Content starts

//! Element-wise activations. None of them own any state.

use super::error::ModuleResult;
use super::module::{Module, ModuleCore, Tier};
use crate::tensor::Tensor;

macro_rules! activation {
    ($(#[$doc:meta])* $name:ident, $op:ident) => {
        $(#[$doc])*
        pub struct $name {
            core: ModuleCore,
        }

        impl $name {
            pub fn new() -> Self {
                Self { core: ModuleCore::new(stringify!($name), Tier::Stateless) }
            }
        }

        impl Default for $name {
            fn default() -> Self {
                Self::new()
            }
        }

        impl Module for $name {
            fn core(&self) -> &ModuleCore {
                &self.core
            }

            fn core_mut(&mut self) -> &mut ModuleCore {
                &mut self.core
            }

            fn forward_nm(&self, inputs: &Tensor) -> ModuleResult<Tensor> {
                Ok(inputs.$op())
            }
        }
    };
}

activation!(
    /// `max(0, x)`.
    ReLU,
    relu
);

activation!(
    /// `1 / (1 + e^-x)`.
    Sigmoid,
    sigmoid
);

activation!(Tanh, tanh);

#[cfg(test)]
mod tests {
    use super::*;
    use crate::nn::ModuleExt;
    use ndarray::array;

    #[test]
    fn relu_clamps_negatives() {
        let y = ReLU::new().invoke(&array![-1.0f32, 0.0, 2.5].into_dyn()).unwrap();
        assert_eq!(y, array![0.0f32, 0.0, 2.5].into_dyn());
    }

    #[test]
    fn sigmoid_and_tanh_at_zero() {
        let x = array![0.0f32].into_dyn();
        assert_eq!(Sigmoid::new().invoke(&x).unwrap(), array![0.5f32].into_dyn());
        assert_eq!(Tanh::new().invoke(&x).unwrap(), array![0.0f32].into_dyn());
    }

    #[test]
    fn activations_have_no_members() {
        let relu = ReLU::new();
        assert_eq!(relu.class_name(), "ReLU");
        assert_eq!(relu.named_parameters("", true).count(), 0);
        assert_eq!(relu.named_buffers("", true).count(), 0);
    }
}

Content ends

WORK ORDER - Copy out the lines above that hold the string "unwrap".

ANSWER FOR THIS EXERCISE -
        let y = ReLU::new().invoke(&array![-1.0f32, 0.0, 2.5].into_dyn()).unwrap();
        assert_eq!(Sigmoid::new().invoke(&x).unwrap(), array![0.5f32].into_dyn());
        assert_eq!(Tanh::new().invoke(&x).unwrap(), array![0.0f32].into_dyn());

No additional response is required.